Sarcozy está ansioso sobre a venda dos caças




Gerson Tavares



Quando o negócio é honesto, nada causa preocupação. Se eu vou vender algum produto a uma empresa e esta venda é calçada em transação correta, pouco me importa se o presidente da empresa quando eu negociei será o mesmo na hora que eu entregar o produto.
Isto é sempre o que se espera de todos que negociam, seja comprador ou vendedor. Mas parece que não é essa a atitude da França em relação aos aviões Rafale que quer por que quer e até porque precisa vender ao Brasil.
Agora a França está preparando uma última oferta, no intuito de evitar que mais uma venda de aviões militares escape das suas mãos. E o medo agora, é exatamente porque a eleição presidencial brasileira pode atrapalhar a transação com os caças Rafale. Já pensou se o presidente não for da política das “negociatas”? Se brecarem a transação, vai ser um grande baque no bolso de muita gente.
A França já tentou vender o Rafale e teve problemas no Marrocos e na Ásia e agora Nicolas Sarkozy não quer perder o negócio aqui no Brasil do “amigo” Lula. São 36 aeronaves, com valor estimado em US$ 6,3 bilhões e que poderão salvar a empresa vendedora de uma falência.
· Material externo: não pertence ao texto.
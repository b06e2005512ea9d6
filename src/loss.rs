//! Loss functions over mini-batches.
//!
//! Predictions and targets are `[rows, classes]` matrices. Each row's loss is averaged over
//! its elements (so the scale does not depend on the output width); rows are then weighted
//! by an optional per-row mask and the sum is divided by the mini-batch size. Time series are
//! folded to one row per (example, step) before they get here, which makes the score a sum
//! over time steps averaged over examples.

#[cfg(feature = "serde")]
use serde::{Deserialize, Serialize};

use ndarray::{Array1, Array2, ArrayView1, ArrayView2, ArrayViewMut1, Zip};

use crate::activation::sigmoid;
use crate::{Error, Result};

#[derive(Debug, Clone, Copy, PartialEq, Eq, Default)]
#[cfg_attr(feature = "serde", derive(Serialize, Deserialize))]
pub enum Loss {
    /// `0.5 * mean((pred - target)^2)` per row.
    #[default]
    Mse,
    /// `mean(|pred - target|)` per row.
    Mae,
    /// Expects raw logits and targets in `[0, 1]`; pair it with an `Identity` activation.
    BinaryCrossEntropyWithLogits,
    /// Expects raw logits and one-hot rows; pair it with an `Identity` activation.
    SoftmaxCrossEntropy,
}

impl Loss {
    /// Score plus dL/d(pred).
    ///
    /// Shape contract:
    /// - `pred.dim() == target.dim()`
    /// - `weights`, when given, has one entry per row
    pub fn backward(
        self,
        pred: ArrayView2<'_, f32>,
        target: ArrayView2<'_, f32>,
        weights: Option<&[f32]>,
        batch_size: usize,
    ) -> Result<(f32, Array2<f32>)> {
        check_rows(pred, target, weights)?;
        if batch_size == 0 {
            return Err(Error::InvalidData("mini-batch must not be empty".to_owned()));
        }

        let scale = 1.0 / batch_size as f32;
        let mut grad = Array2::<f32>::zeros(pred.dim());
        let mut total = 0.0_f32;
        for (r, mut g) in grad.rows_mut().into_iter().enumerate() {
            let w = weights.map_or(1.0, |w| w[r]);
            if w == 0.0 {
                continue;
            }
            let row_loss = self.row_backward(pred.row(r), target.row(r), g.view_mut());
            g.mapv_inplace(|v| v * w * scale);
            total += w * row_loss;
        }
        Ok((total * scale, grad))
    }

    /// Score only.
    pub fn score(
        self,
        pred: ArrayView2<'_, f32>,
        target: ArrayView2<'_, f32>,
        weights: Option<&[f32]>,
        batch_size: usize,
    ) -> Result<f32> {
        self.backward(pred, target, weights, batch_size)
            .map(|(score, _)| score)
    }

    /// Weighted loss of every row, without the mini-batch average.
    ///
    /// Masked rows score zero. Summing the result and dividing by the mini-batch size gives
    /// [`score`](Self::score).
    pub fn score_rows(
        self,
        pred: ArrayView2<'_, f32>,
        target: ArrayView2<'_, f32>,
        weights: Option<&[f32]>,
    ) -> Result<Vec<f32>> {
        check_rows(pred, target, weights)?;
        let mut scratch = Array1::<f32>::zeros(pred.ncols());
        Ok((0..pred.nrows())
            .map(|r| {
                let w = weights.map_or(1.0, |w| w[r]);
                if w == 0.0 {
                    return 0.0;
                }
                w * self.row_backward(pred.row(r), target.row(r), scratch.view_mut())
            })
            .collect())
    }

    fn row_backward(
        self,
        pred: ArrayView1<'_, f32>,
        target: ArrayView1<'_, f32>,
        mut d: ArrayViewMut1<'_, f32>,
    ) -> f32 {
        let n = pred.len();
        if n == 0 {
            return 0.0;
        }
        let inv_n = 1.0 / n as f32;
        let mut sum = 0.0_f32;

        match self {
            Loss::Mse => {
                Zip::from(&mut d)
                    .and(&pred)
                    .and(&target)
                    .for_each(|g, &p, &t| {
                        let diff = p - t;
                        sum = diff.mul_add(diff, sum);
                        *g = diff * inv_n;
                    });
                0.5 * sum * inv_n
            }
            Loss::Mae => {
                Zip::from(&mut d)
                    .and(&pred)
                    .and(&target)
                    .for_each(|g, &p, &t| {
                        let diff = p - t;
                        sum += diff.abs();
                        // Subgradient 0 at diff == 0.
                        *g = if diff > 0.0 {
                            inv_n
                        } else if diff < 0.0 {
                            -inv_n
                        } else {
                            0.0
                        };
                    });
                sum * inv_n
            }
            Loss::BinaryCrossEntropyWithLogits => {
                Zip::from(&mut d)
                    .and(&pred)
                    .and(&target)
                    .for_each(|g, &x, &t| {
                        // max(x, 0) - x t + ln(1 + e^-|x|), stable for large |x|.
                        sum += x.max(0.0) - x * t + (1.0 + (-x.abs()).exp()).ln();
                        *g = (sigmoid(x) - t) * inv_n;
                    });
                sum * inv_n
            }
            Loss::SoftmaxCrossEntropy => {
                let max = pred.fold(f32::NEG_INFINITY, |m, &x| m.max(x));
                let sum_exp: f32 = pred.iter().map(|&x| (x - max).exp()).sum();
                let log_sum_exp = max + sum_exp.ln();
                Zip::from(&mut d)
                    .and(&pred)
                    .and(&target)
                    .for_each(|g, &x, &t| {
                        if t != 0.0 {
                            sum -= t * (x - log_sum_exp);
                        }
                        *g = ((x - log_sum_exp).exp() - t) * inv_n;
                    });
                sum * inv_n
            }
        }
    }
}

fn check_rows(
    pred: ArrayView2<'_, f32>,
    target: ArrayView2<'_, f32>,
    weights: Option<&[f32]>,
) -> Result<()> {
    if pred.dim() != target.dim() {
        return Err(Error::ShapeMismatch(format!(
            "predictions {:?} and labels {:?} differ",
            pred.dim(),
            target.dim()
        )));
    }
    if let Some(w) = weights {
        if w.len() != pred.nrows() {
            return Err(Error::ShapeMismatch(format!(
                "label mask has {} entries for {} rows",
                w.len(),
                pred.nrows()
            )));
        }
    }
    Ok(())
}

#[cfg(test)]
mod tests {
    use super::*;
    use ndarray::array;

    #[test]
    fn mse_matches_hand_computed_values() {
        let pred = array![[1.0_f32, 3.0]];
        let target = array![[2.0_f32, 1.0]];
        let (score, grad) = Loss::Mse.backward(pred.view(), target.view(), None, 1).unwrap();
        // 0.5 * mean([1, 4]) = 1.25
        assert!((score - 1.25).abs() < 1e-6);
        assert!((grad[[0, 0]] + 0.5).abs() < 1e-6);
        assert!((grad[[0, 1]] - 1.0).abs() < 1e-6);
    }

    #[test]
    fn score_is_averaged_over_the_mini_batch_and_masked_rows_drop_out() {
        let pred = array![[1.0_f32], [3.0], [100.0]];
        let target = array![[0.0_f32], [0.0], [0.0]];
        let (score, grad) = Loss::Mse
            .backward(pred.view(), target.view(), Some(&[1.0, 1.0, 0.0]), 2)
            .unwrap();
        // (0.5 * 1 + 0.5 * 9) / 2
        assert!((score - 2.5).abs() < 1e-6);
        assert_eq!(grad[[2, 0]], 0.0);
        assert!((grad[[1, 0]] - 1.5).abs() < 1e-6);
    }

    #[test]
    fn row_scores_sum_to_the_batch_score() {
        let pred = array![[1.0_f32, 0.0], [3.0, 1.0], [100.0, 2.0]];
        let target = array![[0.0_f32, 0.0], [0.0, 0.0], [0.0, 0.0]];
        let mask = [1.0, 0.5, 0.0];
        let rows = Loss::Mse
            .score_rows(pred.view(), target.view(), Some(&mask))
            .unwrap();
        // 0.5 * mean([1, 0]), 0.5 * 0.5 * mean([9, 1]), masked
        assert_eq!(rows.len(), 3);
        assert!((rows[0] - 0.25).abs() < 1e-6);
        assert!((rows[1] - 1.25).abs() < 1e-6);
        assert_eq!(rows[2], 0.0);
        let score = Loss::Mse
            .score(pred.view(), target.view(), Some(&mask), 3)
            .unwrap();
        assert!((rows.iter().sum::<f32>() / 3.0 - score).abs() < 1e-6);
    }

    #[test]
    fn bce_with_logits_is_stable_for_extreme_logits() {
        let logits = array![[100.0_f32, -100.0]];
        let target = array![[1.0_f32, 0.0]];
        let score = Loss::BinaryCrossEntropyWithLogits
            .score(logits.view(), target.view(), None, 1)
            .unwrap();
        assert!(score.is_finite());
        assert!(score < 1e-3);
    }

    #[test]
    fn softmax_cross_entropy_prefers_correct_class_and_grads_sum_to_zero() {
        let good = array![[5.0_f32, 0.0, -1.0]];
        let bad = array![[-1.0_f32, 0.0, 5.0]];
        let target = array![[1.0_f32, 0.0, 0.0]];
        let loss = Loss::SoftmaxCrossEntropy;
        let (good_score, grad) = loss.backward(good.view(), target.view(), None, 1).unwrap();
        let bad_score = loss.score(bad.view(), target.view(), None, 1).unwrap();
        assert!(good_score < bad_score);
        assert!(grad.sum().abs() < 1e-6);
    }

    #[test]
    fn mismatched_shapes_are_rejected() {
        let pred = array![[1.0_f32, 2.0]];
        let target = array![[1.0_f32]];
        assert!(matches!(
            Loss::Mae.score(pred.view(), target.view(), None, 1),
            Err(Error::ShapeMismatch(_))
        ));
    }
}
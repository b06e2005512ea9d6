//! The ordered layer chain at the heart of the engine.
//!
//! A [`LayerStack`] owns its [`Node`]s and the layout of their parameter ranges, but not the
//! parameter buffer itself: every pipeline call takes the stack's flat parameter slice and
//! the [`Workspaces`](crate::workspace::Workspaces) to run in. That is what lets a stack be
//! nested inside another one as a single layer, using a sub-range of the parent's buffer.
//!
//! The pipelines themselves live in `forward.rs`, `backward.rs` and `recurrent.rs`.

use rand::rngs::StdRng;

use crate::layer::{Node, NodeKind, OutputLayer};
use crate::params::{ParamLayout, ParamSpec};
use crate::{Error, Result};

#[derive(Debug, Clone)]
pub struct LayerStack {
    pub(crate) nodes: Vec<Node>,
    pub(crate) layout: ParamLayout,
}

impl LayerStack {
    pub fn new(nodes: Vec<Node>) -> Result<Self> {
        if nodes.is_empty() {
            return Err(Error::InvalidConfig(
                "a layer stack needs at least one layer".to_owned(),
            ));
        }
        for (idx, node) in nodes.iter().enumerate() {
            if matches!(node, Node::Output(_)) && idx + 1 != nodes.len() {
                tracing::debug!(layer = idx, "output layer used in a non-terminal position");
            }
        }
        let counts: Vec<usize> = nodes.iter().map(Node::num_params).collect();
        Ok(Self {
            layout: ParamLayout::from_counts(&counts),
            nodes,
        })
    }

    #[inline]
    pub fn len(&self) -> usize {
        self.nodes.len()
    }

    #[inline]
    pub fn is_empty(&self) -> bool {
        self.nodes.is_empty()
    }

    #[inline]
    pub fn layout(&self) -> &ParamLayout {
        &self.layout
    }

    #[inline]
    pub fn num_params(&self) -> usize {
        self.layout.total()
    }

    pub fn node(&self, idx: usize) -> Result<&Node> {
        let len = self.nodes.len();
        self.nodes.get(idx).ok_or_else(|| Error::index("layer", idx, len))
    }

    pub fn node_mut(&mut self, idx: usize) -> Result<&mut Node> {
        let len = self.nodes.len();
        self.nodes
            .get_mut(idx)
            .ok_or_else(|| Error::index("layer", idx, len))
    }

    pub fn nodes(&self) -> &[Node] {
        &self.nodes
    }

    pub fn kinds(&self) -> Vec<NodeKind> {
        self.nodes.iter().map(Node::kind).collect()
    }

    /// Per-layer parameter specs, in layer order.
    pub fn param_specs(&self) -> Vec<Vec<ParamSpec>> {
        self.nodes.iter().map(Node::param_specs).collect()
    }

    /// All specs flattened into one list named `"<layer>_<name>"`.
    pub(crate) fn flat_param_specs(&self) -> Vec<ParamSpec> {
        self.nodes
            .iter()
            .enumerate()
            .flat_map(|(idx, node)| {
                node.param_specs().into_iter().map(move |mut spec| {
                    spec.name = format!("{idx}_{}", spec.name);
                    spec
                })
            })
            .collect()
    }

    /// Let every layer initialize its own view of `params`.
    pub fn init_params(&self, params: &mut [f32], rng: &mut StdRng) {
        for (idx, node) in self.nodes.iter().enumerate() {
            let view = self.layout.slice_mut(params, idx);
            if !view.is_empty() {
                node.init_params(view, rng);
            }
        }
    }

    pub fn set_input_mini_batch_size(&mut self, size: usize) {
        for node in &mut self.nodes {
            node.set_input_mini_batch_size(size);
        }
    }

    /// Push the iteration and epoch counters into every layer.
    pub fn synchronize_counts(&mut self, iteration: u64, epoch: u64) {
        for node in &mut self.nodes {
            node.set_counts(iteration, epoch);
        }
    }

    pub fn clear(&mut self) {
        for node in &mut self.nodes {
            node.clear();
        }
    }

    pub(crate) fn has_output_layer(&self) -> bool {
        matches!(self.nodes.last(), Some(Node::Output(_)))
    }

    /// The terminal loss layer and its parameter view.
    pub(crate) fn output_layer_mut<'a>(
        &'a mut self,
        params: &'a [f32],
    ) -> Result<(&'a mut dyn OutputLayer, &'a [f32])> {
        let last = self.nodes.len() - 1;
        let view = self.layout.slice(params, last);
        match self.nodes.last_mut() {
            Some(Node::Output(layer)) => Ok((layer.as_mut(), view)),
            Some(other) => Err(Error::UnsupportedConfiguration(format!(
                "last layer is a {} {} layer, not an output layer",
                other.kind(),
                other.layer_type()
            ))),
            None => Err(Error::UnsupportedConfiguration(
                "stack has no layers".to_owned(),
            )),
        }
    }

    pub(crate) fn check_params(&self, params: &[f32]) -> Result<()> {
        if params.len() != self.layout.total() {
            return Err(Error::ShapeMismatch(format!(
                "stack expects {} parameters, got {}",
                self.layout.total(),
                params.len()
            )));
        }
        Ok(())
    }

    /// One line per layer: index, variant, type and parameter count.
    pub fn summary(&self) -> String {
        let mut out = String::new();
        self.write_summary(&mut out, "");
        out.push_str(&format!("total parameters: {}\n", self.num_params()));
        out
    }

    fn write_summary(&self, out: &mut String, prefix: &str) {
        for (idx, node) in self.nodes.iter().enumerate() {
            out.push_str(&format!(
                "{prefix}{idx:<4} {:<10} {:<16} {:>8}\n",
                node.kind().to_string(),
                node.layer_type(),
                node.num_params()
            ));
            if let Node::Nested(inner) = node {
                inner.write_summary(out, &format!("{prefix}{idx}."));
            }
        }
    }
}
Por este motivo, Sarkozy vai pegar o Lula, nos intervalos de uma cúpula Europa-América do Sul que estará acontecendo em Madri na próxima semana para tentar discutir o assunto.
Se colocarmos o preto no branco, Sarkozy, como "bom" político, está mesmo é querendo salvar sua comissão.

Um comentário:

  1. Gente,
    Está mais que provado que o presidente da França precisa garantir este contrato para uma empresa francesa. É o único jeito para que a empresa não abra falência.

    E o Lula, um amigo do peito, tem que ajudar. Se o avião é bom ou não, é problema de quem vai voar. Lula só quer ajudar o Sarcozy.